(Saved entries)
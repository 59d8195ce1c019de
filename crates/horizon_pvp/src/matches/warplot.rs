use super::{
    ActionOutcome, MatchAction, MatchCore, MatchRewards, MatchRules, ObjectiveBoard, PerSide,
    RulesView, Victory, VictoryReason,
};
use crate::error::MatchError;
use horizon_contracts::{Bracket, CharacterId, Currency, ObjectiveKind, Side, WarplotTemplate};
use serde::{Deserialize, Serialize};
use std::collections::BTreeMap;
use std::sync::Arc;

#[derive(Debug, Clone, Copy, PartialEq, Eq, Serialize, Deserialize)]
pub struct GeneratorView {
    pub id: u32,
    pub side: Side,
    pub health: u64,
    pub max_health: u64,
}

/// Guild-vs-guild warplot. Each side defends its generators; destroying every
/// enemy generator wins outright. War coins accrue per tick and per kill and
/// pay for defenses installed into plug slots. Energy nodes score while held.
///
/// Generators are numbered from 1: red owns `1..=n`, blue `n+1..=2n`.
#[derive(Debug)]
pub struct WarplotRules {
    template: Arc<WarplotTemplate>,
    generators: Vec<GeneratorView>,
    energy_nodes: ObjectiveBoard,
    coins: PerSide<u32>,
    plugs: BTreeMap<(Side, u32), u32>,
}

impl WarplotRules {
    pub fn new(template: Arc<WarplotTemplate>) -> Self {
        let per_side = template.generators_per_side;
        let generators = (1..=per_side * 2)
            .map(|id| GeneratorView {
                id,
                side: if id <= per_side { Side::Red } else { Side::Blue },
                health: template.generator_health,
                max_health: template.generator_health,
            })
            .collect();
        let energy_nodes = ObjectiveBoard::new(&template.energy_nodes);
        Self {
            template,
            generators,
            energy_nodes,
            coins: PerSide::default(),
            plugs: BTreeMap::new(),
        }
    }

    pub fn coins(&self, side: Side) -> u32 {
        *self.coins.get(side)
    }

    pub fn generator(&self, id: u32) -> Option<&GeneratorView> {
        self.generators.iter().find(|g| g.id == id)
    }

    fn generators_left(&self, side: Side) -> usize {
        self.generators
            .iter()
            .filter(|g| g.side == side && g.health > 0)
            .count()
    }

    fn damage_generator(
        &mut self,
        core: &mut MatchCore,
        character: CharacterId,
        generator_id: u32,
        amount: u64,
    ) -> Result<(ActionOutcome, Option<Victory>), MatchError> {
        let attacker = core.side_of(character)?;
        let generator = self
            .generators
            .iter_mut()
            .find(|g| g.id == generator_id)
            .ok_or(MatchError::UnknownGenerator(generator_id))?;
        if generator.side == attacker {
            return Err(MatchError::OwnGenerator(generator_id));
        }
        if generator.health == 0 {
            return Err(MatchError::GeneratorDestroyed(generator_id));
        }

        let applied = amount.min(generator.health);
        generator.health -= applied;
        let health = generator.health;
        let defender = generator.side;
        core.participant_mut(character)?.stats.damage += applied;

        if health > 0 {
            return Ok((ActionOutcome::GeneratorDamaged { generator_id, health }, None));
        }

        core.participant_mut(character)?.stats.objectives += 1;
        core.add_score(attacker, self.template.generator_points);
        let victory = if self.generators_left(defender) == 0 {
            Some(Victory::side(attacker, VictoryReason::Objective))
        } else {
            core.check_score_limit(self.template.score_limit)
        };
        Ok((ActionOutcome::GeneratorDestroyed { generator_id }, victory))
    }

    fn install_defense(
        &mut self,
        core: &MatchCore,
        character: CharacterId,
        defense_id: u32,
        slot: u32,
    ) -> Result<ActionOutcome, MatchError> {
        let side = core.side_of(character)?;
        if slot >= self.template.plug_slots {
            return Err(MatchError::InvalidSlot(slot));
        }
        if self.plugs.contains_key(&(side, slot)) {
            return Err(MatchError::SlotOccupied(slot));
        }
        let cost = self
            .template
            .defenses
            .iter()
            .find(|d| d.id == defense_id)
            .map(|d| d.cost)
            .ok_or(MatchError::UnknownDefense(defense_id))?;

        let coins = self.coins.get_mut(side);
        if *coins < cost {
            return Err(MatchError::InsufficientCoins {
                needed: cost,
                available: *coins,
            });
        }
        *coins -= cost;
        let coins_left = *coins;
        self.plugs.insert((side, slot), defense_id);
        Ok(ActionOutcome::DefenseInstalled {
            defense_id,
            slot,
            coins_left,
        })
    }
}

impl MatchRules for WarplotRules {
    fn kind(&self) -> &'static str {
        "warplot"
    }

    fn bracket(&self) -> Bracket {
        Bracket::Warplot
    }

    fn on_score_tick(&mut self, core: &mut MatchCore) -> Option<Victory> {
        for side in [Side::Red, Side::Blue] {
            let coins = self.coins.get_mut(side);
            *coins = coins.saturating_add(self.template.coins_per_tick);
            core.add_score(side, self.energy_nodes.held_points(side));
        }
        core.check_score_limit(self.template.score_limit)
    }

    fn on_kill(&mut self, core: &mut MatchCore, _killer: CharacterId, killer_side: Side, _victim_side: Side) -> Option<Victory> {
        let coins = self.coins.get_mut(killer_side);
        *coins = coins.saturating_add(self.template.coins_per_kill);
        core.add_score(killer_side, self.template.kill_points);
        core.check_score_limit(self.template.score_limit)
    }

    fn on_action(
        &mut self,
        core: &mut MatchCore,
        character: CharacterId,
        action: MatchAction,
    ) -> Result<(ActionOutcome, Option<Victory>), MatchError> {
        match action {
            MatchAction::DamageGenerator { generator_id, amount } => {
                self.damage_generator(core, character, generator_id, amount)
            }
            MatchAction::InstallDefense { defense_id, slot } => {
                let outcome = self.install_defense(core, character, defense_id, slot)?;
                Ok((outcome, None))
            }
            MatchAction::CaptureResource { node_id } => {
                let side = core.side_of(character)?;
                let Some(points) = self.energy_nodes.capture(node_id, side, ObjectiveKind::ResourceNode)? else {
                    return Ok((ActionOutcome::AlreadyHeld { objective_id: node_id }, None));
                };
                core.participant_mut(character)?.stats.objectives += 1;
                core.add_score(side, points);
                let victory = core.check_score_limit(self.template.score_limit);
                Ok((ActionOutcome::Captured { objective_id: node_id, side }, victory))
            }
            MatchAction::InteractObjective { .. } => Err(MatchError::Unsupported(self.kind())),
        }
    }

    fn rewards(&self) -> Option<MatchRewards> {
        Some(MatchRewards {
            currency: Currency::WarCoins,
            win: 500,
            loss: 150,
            draw: 250,
        })
    }

    fn view(&self) -> RulesView {
        RulesView::Warplot {
            generators: self.generators.clone(),
            energy_nodes: self.energy_nodes.view(),
            coins: self.coins,
            defenses: self
                .plugs
                .iter()
                .map(|(&(side, slot), &defense)| (side, slot, defense))
                .collect(),
        }
    }
}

▸ **YOUR INSTRUCTIONS**
Find the word "else" in the records, and report each line that has it.

▸ **EXERCISE RESPONSE**
                side: if id <= per_side { Side::Red } else { Side::Blue },
        } else {
                let Some(points) = self.energy_nodes.capture(node_id, side, ObjectiveKind::ResourceNode)? else {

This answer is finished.